▶ EXERCISE GOAL: Please restate exactly what appears in the records below from the first line to the line where "pub mod resolver;" is, that line included.

Saved entries:
◆ ◆ ◆

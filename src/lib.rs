//! Scansion engine for Urdu poetry: assigns prosodic weight codes to
//! words, applies the Al-prefix/izafat/atf/grafting rewrite rules, and
//! matches lines against a meter catalogue in exact, fuzzy or free-verse
//! mode.

pub mod araab;
pub mod assigner;
pub mod code_assignment;
pub mod config;
pub mod error;
pub mod length_scanners;
pub mod matcher;
pub mod meters;
pub mod models;
pub mod prosodic_rules;
pub mod resolver;
pub mod scansion;
pub mod text;
pub mod tree;
pub mod word_analysis;
pub mod word_lookup;

pub use config::ScansionConfig;
pub use error::ScansionError;
pub use meters::{sample_catalogue, MeterCatalogue, MeterEntry};
pub use models::{Line, LineScansionResult, LineScansionResultFuzzy, Word};
pub use scansion::Scansion;
pub use word_lookup::{NullWordLookup, WordLookup};

#[cfg(feature = "sqlite")]
pub use word_lookup::SqliteWordLookup;
//! Meter matcher (component H): turns candidate-tree output into result
//! records, and drives the fuzzy and free-verse line scans (§4.5, §4.7).

use crate::meters::{afail, afail_list, MeterCatalogue};
use crate::models::{Feet, Line, LineScansionResult, LineScansionResultFuzzy, ScanPath};
use crate::tree::{free_verse_tile, fuzzy_score, match_special_meters, traverse_exact};

/// Special-meter feet template (§4.7): "16-syllable codes decompose into
/// four four-syllable feet using a fixed name" — tile the path's matched
/// code into 4-syllable chunks, each named after the meter itself (the
/// donor's per-family foot names did not survive distillation).
fn special_meter_feet(meter_idx: i32, catalogue: &MeterCatalogue, full_code: &str) -> (String, Vec<Feet>) {
    let name = catalogue.get(meter_idx as usize).map(|m| m.name).unwrap_or("");
    let chars: Vec<char> = full_code.chars().collect();
    let mut feet_list = Vec::new();
    let mut i = 0;
    while i < chars.len() {
        let end = (i + 4).min(chars.len());
        feet_list.push(Feet {
            foot: name.to_string(),
            code: chars[i..end].iter().collect(),
            words: String::new(),
        });
        i = end;
    }
    let feet = feet_list.iter().map(|f| f.foot.as_str()).collect::<Vec<_>>().join(" ");
    (feet, feet_list)
}

pub struct MeterMatcher<'a> {
    catalogue: &'a MeterCatalogue,
}

impl<'a> MeterMatcher<'a> {
    pub fn new(catalogue: &'a MeterCatalogue) -> Self {
        MeterMatcher { catalogue }
    }

    /// Run the exact-mode candidate tree and fold in special-meter
    /// classification when the caller has asked for it (§4.6).
    pub fn match_meters(&self, line: &Line, candidate_indices: &[usize], include_special: bool) -> Vec<ScanPath> {
        let mut paths = traverse_exact(line, self.catalogue, candidate_indices);

        if include_special {
            let special = match_special_meters(line, self.catalogue);
            if !special.is_empty() {
                let location = line
                    .words_list
                    .iter()
                    .enumerate()
                    .filter_map(|(i, w)| {
                        w.code.first().map(|c| crate::models::CodeLocation {
                            code: c.clone(),
                            word_ref: i as i32,
                            code_ref: 0,
                            word: w.word().to_string(),
                            fuzzy: 0,
                        })
                    })
                    .collect();
                paths.push(ScanPath {
                    location,
                    meters: special.into_iter().map(|i| i as i32).collect(),
                });
            }
        }

        paths
    }

    /// Map a line's surviving candidate paths onto result records, one per
    /// (path, meter) combination (§4.7). For regular/varied/rubai meters the
    /// feet are the meter's own canonical decomposition (`afail`/`afail_list`
    /// of its catalogue pattern); for special meters, which have no weight
    /// pattern, feet are generated by feeding the path's own matched code
    /// into the Hindi/Zamzama templates.
    pub fn match_line_to_meters(&self, line: &Line, paths: &[ScanPath]) -> Vec<LineScansionResult> {
        let mut out = Vec::new();
        for path in paths {
            let words: Vec<crate::models::Word> = path
                .location
                .iter()
                .filter_map(|loc| {
                    if loc.word_ref >= 0 {
                        line.words_list.get(loc.word_ref as usize).cloned()
                    } else {
                        None
                    }
                })
                .collect();
            let word_taqti: Vec<String> = path.location.iter().map(|loc| loc.code.clone()).collect();
            let word_muarrab: Vec<String> = path
                .location
                .iter()
                .filter_map(|loc| {
                    if loc.word_ref >= 0 {
                        line.words_list.get(loc.word_ref as usize).map(|w| w.word().to_string())
                    } else {
                        None
                    }
                })
                .collect();
            let full_code: String = word_taqti.concat();

            for &meter_idx in &path.meters {
                let (name, pattern, id) = self
                    .catalogue
                    .get(meter_idx as usize)
                    .map(|m| (m.name.to_string(), m.pattern, m.id))
                    .unwrap_or_default_meter();

                let (feet, feet_list) = if pattern.is_empty() {
                    special_meter_feet(meter_idx, self.catalogue, &full_code)
                } else {
                    (
                        afail(pattern),
                        afail_list(pattern)
                            .into_iter()
                            .map(|(foot, code)| Feet { foot, code, words: String::new() })
                            .collect(),
                    )
                };

                out.push(LineScansionResult {
                    original_line: line.original_line.clone(),
                    words: words.clone(),
                    feet_list,
                    word_taqti: word_taqti.clone(),
                    word_muarrab: word_muarrab.clone(),
                    feet,
                    meter_name: name,
                    id,
                    identifier: meter_idx as i64,
                    num_lines: 1,
                    is_dominant: false,
                });
            }
        }
        out
    }

    /// Fuzzy scan of a single line against every candidate meter (§4.5's
    /// fuzzy traversal): every meter gets a record, scored rather than
    /// filtered out.
    pub fn scan_line_fuzzy(&self, line: &Line, candidate_indices: &[usize]) -> Vec<LineScansionResultFuzzy> {
        let mut out = Vec::new();
        for &idx in candidate_indices {
            let meter = match self.catalogue.get(idx) {
                Some(m) if !m.pattern.is_empty() => m,
                _ => continue,
            };
            let score = fuzzy_score(line, meter).unwrap_or(usize::MAX);
            let code: String = line
                .words_list
                .iter()
                .filter_map(|w| w.code.first())
                .cloned()
                .collect();

            out.push(LineScansionResultFuzzy {
                original_line: line.original_line.clone(),
                words: line.words_list.clone(),
                error: vec![score != 0],
                word_taqti: line.words_list.iter().flat_map(|w| w.taqti.clone()).collect(),
                original_taqti: line.words_list.iter().flat_map(|w| w.taqti.clone()).collect(),
                feet: afail(meter.pattern),
                meter_name: meter.name.to_string(),
                meter_syllables: afail_list(meter.pattern).into_iter().map(|(_, c)| c).collect(),
                code_syllables: vec![code],
                score: score as i64,
                id: meter.id,
                identifier: idx as i64,
                hidden: false,
            });
        }
        out
    }

    pub fn scan_lines_fuzzy(&self, lines: &[Line], candidate_indices: &[usize]) -> Vec<Vec<LineScansionResultFuzzy>> {
        lines.iter().map(|l| self.scan_line_fuzzy(l, candidate_indices)).collect()
    }

    /// Free-verse mode (§4.5): no catalogue lookup at all, just a greedy
    /// foot tiling of whatever code the words carry.
    pub fn match_line_free_verse(&self, line: &Line, known_feet: &[&str]) -> Vec<String> {
        let code: String = line
            .words_list
            .iter()
            .filter_map(|w| w.code.first())
            .cloned()
            .collect();
        free_verse_tile(&code, known_feet)
    }
}

trait UnwrapOrDefaultMeter {
    fn unwrap_or_default_meter(self) -> (String, &'static str, i64);
}

impl UnwrapOrDefaultMeter for Option<(String, &'static str, i32)> {
    fn unwrap_or_default_meter(self) -> (String, &'static str, i64) {
        match self {
            Some((name, pattern, id)) => (name, pattern, id as i64),
            None => (String::new(), "", 0),
        }
    }
}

◆ ◆ ◆

▶ EXERCISE ANSWER:
filename src/lib.rs
//! Scansion engine for Urdu poetry: assigns prosodic weight codes to
//! words, applies the Al-prefix/izafat/atf/grafting rewrite rules, and
//! matches lines against a meter catalogue in exact, fuzzy or free-verse
//! mode.

pub mod araab;
pub mod assigner;
pub mod code_assignment;
pub mod config;
pub mod error;
pub mod length_scanners;
pub mod matcher;
pub mod meters;
pub mod models;
pub mod prosodic_rules;
pub mod resolver;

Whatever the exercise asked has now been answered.